(TASK INPUTS begins)
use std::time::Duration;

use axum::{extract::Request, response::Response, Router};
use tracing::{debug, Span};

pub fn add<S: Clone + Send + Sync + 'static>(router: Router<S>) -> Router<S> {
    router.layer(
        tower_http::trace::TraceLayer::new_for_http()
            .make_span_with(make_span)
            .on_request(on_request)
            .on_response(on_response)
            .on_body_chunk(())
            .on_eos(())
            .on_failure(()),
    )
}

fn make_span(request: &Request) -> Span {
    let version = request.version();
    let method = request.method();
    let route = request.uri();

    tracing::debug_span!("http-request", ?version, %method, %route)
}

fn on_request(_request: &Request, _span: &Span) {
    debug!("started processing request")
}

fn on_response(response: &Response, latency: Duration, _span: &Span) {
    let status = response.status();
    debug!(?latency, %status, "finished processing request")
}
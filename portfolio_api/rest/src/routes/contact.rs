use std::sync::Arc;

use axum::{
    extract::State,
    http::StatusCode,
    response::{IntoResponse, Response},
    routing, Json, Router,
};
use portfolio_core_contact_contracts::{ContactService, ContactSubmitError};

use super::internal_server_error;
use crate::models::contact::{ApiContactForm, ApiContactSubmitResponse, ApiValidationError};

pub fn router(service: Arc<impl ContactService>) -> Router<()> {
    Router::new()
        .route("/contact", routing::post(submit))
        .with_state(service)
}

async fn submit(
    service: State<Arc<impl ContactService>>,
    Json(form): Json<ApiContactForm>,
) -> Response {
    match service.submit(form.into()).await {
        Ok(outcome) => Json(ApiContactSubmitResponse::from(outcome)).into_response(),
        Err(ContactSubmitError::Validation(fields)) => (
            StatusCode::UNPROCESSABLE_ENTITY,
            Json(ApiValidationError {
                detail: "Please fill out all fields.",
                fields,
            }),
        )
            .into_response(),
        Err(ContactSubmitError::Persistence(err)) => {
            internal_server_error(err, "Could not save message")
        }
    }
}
(TASK INPUTS ends)
• **WHAT YOU NEED TO DO**
From the records above, return each line that has the string "Duration".

• **RESPONSE BELOW**
use std::time::Duration;
fn on_response(response: &Response, latency: Duration, _span: &Span) {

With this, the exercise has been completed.